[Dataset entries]
··········

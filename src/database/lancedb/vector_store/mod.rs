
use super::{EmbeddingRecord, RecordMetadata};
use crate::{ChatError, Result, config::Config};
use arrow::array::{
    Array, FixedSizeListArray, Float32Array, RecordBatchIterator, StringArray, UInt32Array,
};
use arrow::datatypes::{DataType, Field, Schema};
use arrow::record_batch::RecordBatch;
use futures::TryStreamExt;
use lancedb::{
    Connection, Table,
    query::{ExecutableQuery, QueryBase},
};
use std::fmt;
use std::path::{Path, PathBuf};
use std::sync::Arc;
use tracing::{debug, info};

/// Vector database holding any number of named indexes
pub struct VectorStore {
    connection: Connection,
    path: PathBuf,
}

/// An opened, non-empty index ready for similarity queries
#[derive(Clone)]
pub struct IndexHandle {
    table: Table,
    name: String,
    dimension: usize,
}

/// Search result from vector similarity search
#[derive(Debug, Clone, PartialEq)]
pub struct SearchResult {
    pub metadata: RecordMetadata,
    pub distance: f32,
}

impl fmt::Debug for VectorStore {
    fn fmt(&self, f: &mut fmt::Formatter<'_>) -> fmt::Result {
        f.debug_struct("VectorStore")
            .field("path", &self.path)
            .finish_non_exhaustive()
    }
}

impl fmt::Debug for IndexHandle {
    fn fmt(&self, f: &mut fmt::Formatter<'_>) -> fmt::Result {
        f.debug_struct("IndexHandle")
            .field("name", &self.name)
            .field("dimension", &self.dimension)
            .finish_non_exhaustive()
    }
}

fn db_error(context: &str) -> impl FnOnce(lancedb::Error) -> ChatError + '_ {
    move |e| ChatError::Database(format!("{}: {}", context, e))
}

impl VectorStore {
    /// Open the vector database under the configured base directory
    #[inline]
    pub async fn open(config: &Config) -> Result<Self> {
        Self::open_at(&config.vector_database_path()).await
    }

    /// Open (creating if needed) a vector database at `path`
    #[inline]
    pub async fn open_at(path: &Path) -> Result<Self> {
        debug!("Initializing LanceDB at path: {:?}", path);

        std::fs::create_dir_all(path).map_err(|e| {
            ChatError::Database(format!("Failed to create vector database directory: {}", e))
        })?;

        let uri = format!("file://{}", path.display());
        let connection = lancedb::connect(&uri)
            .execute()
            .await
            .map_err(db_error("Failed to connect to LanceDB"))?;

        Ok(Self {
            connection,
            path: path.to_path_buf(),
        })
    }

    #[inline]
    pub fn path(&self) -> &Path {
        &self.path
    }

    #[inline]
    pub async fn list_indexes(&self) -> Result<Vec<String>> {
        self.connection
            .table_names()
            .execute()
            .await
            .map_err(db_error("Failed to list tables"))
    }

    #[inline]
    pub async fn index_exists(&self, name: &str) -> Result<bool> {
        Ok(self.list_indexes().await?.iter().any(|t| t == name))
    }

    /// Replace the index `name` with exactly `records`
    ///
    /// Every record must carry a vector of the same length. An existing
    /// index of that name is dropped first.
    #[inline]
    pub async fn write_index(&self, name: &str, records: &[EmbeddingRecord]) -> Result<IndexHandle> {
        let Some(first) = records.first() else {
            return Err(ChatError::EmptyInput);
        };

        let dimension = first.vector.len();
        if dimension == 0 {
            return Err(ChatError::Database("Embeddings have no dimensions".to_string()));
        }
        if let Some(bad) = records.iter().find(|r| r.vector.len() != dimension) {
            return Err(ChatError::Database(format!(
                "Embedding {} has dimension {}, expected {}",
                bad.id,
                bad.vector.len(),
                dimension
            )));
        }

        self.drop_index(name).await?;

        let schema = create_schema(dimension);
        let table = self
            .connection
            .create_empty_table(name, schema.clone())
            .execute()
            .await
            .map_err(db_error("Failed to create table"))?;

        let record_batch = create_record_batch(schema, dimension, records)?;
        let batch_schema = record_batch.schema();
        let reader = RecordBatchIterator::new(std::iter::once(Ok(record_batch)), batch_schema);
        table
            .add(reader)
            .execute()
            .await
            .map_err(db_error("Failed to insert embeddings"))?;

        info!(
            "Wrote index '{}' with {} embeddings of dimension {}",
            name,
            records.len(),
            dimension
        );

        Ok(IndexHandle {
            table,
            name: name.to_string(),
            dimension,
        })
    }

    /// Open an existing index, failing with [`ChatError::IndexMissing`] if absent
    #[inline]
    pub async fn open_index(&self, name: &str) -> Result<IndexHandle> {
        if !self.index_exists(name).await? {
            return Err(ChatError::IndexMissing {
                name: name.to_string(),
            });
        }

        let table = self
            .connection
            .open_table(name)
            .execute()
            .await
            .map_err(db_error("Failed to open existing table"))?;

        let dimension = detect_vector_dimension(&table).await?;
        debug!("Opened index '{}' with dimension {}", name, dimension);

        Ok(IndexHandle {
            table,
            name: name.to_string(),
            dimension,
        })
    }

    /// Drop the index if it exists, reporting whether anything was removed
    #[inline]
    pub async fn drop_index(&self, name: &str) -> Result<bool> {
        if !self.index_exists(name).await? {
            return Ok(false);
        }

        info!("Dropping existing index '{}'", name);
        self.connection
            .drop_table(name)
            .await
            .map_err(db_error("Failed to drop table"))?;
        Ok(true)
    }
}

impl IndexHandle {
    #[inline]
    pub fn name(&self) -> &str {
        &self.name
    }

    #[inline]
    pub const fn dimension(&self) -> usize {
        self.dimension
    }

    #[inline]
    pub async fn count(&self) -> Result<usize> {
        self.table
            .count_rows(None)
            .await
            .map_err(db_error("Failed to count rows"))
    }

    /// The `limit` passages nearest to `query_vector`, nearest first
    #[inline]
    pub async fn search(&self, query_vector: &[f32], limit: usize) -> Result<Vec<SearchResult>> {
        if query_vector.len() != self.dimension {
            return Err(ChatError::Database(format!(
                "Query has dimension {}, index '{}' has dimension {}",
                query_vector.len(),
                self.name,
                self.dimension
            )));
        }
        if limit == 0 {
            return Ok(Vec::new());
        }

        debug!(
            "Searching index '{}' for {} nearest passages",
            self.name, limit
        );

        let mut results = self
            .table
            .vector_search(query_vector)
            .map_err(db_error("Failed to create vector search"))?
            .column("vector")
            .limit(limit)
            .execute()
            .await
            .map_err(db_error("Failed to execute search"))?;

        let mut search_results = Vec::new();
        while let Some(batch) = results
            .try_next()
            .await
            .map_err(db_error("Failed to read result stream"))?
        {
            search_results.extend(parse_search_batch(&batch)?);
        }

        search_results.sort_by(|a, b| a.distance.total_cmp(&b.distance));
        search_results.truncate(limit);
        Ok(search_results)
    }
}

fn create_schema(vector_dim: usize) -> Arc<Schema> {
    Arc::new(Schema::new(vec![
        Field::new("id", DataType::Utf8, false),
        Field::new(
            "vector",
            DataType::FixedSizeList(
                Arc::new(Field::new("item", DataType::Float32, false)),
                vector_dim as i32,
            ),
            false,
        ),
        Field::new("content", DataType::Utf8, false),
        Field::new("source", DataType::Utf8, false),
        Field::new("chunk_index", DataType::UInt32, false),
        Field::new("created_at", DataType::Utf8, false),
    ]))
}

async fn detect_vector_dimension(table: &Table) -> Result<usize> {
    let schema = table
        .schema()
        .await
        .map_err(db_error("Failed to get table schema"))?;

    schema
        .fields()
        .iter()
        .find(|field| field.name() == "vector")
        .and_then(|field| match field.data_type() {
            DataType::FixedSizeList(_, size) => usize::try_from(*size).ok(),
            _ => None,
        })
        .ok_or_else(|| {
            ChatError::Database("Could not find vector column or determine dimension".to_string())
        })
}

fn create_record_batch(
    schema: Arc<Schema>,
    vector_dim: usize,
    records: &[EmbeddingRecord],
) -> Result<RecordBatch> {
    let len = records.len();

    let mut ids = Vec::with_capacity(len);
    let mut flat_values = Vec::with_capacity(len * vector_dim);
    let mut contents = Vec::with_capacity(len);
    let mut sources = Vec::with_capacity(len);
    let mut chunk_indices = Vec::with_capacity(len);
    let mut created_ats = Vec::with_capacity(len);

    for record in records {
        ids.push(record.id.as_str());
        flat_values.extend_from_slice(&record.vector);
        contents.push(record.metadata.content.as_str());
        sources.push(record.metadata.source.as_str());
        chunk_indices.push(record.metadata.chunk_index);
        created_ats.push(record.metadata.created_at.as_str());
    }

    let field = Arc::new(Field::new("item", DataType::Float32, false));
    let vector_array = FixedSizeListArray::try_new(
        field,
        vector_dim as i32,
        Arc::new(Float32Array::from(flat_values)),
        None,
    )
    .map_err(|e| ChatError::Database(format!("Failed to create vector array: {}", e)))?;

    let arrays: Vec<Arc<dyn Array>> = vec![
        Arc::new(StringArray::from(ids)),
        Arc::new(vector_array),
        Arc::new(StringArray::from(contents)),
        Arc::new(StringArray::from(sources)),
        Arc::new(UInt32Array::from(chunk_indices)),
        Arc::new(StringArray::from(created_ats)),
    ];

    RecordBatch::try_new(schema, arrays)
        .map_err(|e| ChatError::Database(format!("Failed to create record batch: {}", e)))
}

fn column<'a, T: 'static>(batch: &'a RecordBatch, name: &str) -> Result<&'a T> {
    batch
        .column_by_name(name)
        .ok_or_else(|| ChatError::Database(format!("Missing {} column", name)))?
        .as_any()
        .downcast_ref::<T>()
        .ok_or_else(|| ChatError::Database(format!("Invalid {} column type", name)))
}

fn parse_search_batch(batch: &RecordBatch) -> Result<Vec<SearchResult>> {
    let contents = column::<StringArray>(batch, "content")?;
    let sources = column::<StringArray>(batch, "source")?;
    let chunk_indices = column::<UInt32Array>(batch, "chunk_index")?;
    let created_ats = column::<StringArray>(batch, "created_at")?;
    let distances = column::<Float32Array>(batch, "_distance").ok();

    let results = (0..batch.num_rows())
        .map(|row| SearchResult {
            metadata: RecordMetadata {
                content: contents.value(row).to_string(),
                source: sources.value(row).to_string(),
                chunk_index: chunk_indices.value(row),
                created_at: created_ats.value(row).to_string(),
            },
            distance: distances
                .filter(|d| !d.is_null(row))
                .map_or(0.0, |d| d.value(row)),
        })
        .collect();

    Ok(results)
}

··········

■ **Exercise instructions**: The lines above that hold "return" are the result; show every one of them.

■ **Result**:
            return Err(ChatError::EmptyInput);
            return Err(ChatError::Database("Embeddings have no dimensions".to_string()));
            return Err(ChatError::Database(format!(
            return Err(ChatError::IndexMissing {
            return Ok(false);
            return Err(ChatError::Database(format!(
            return Ok(Vec::new());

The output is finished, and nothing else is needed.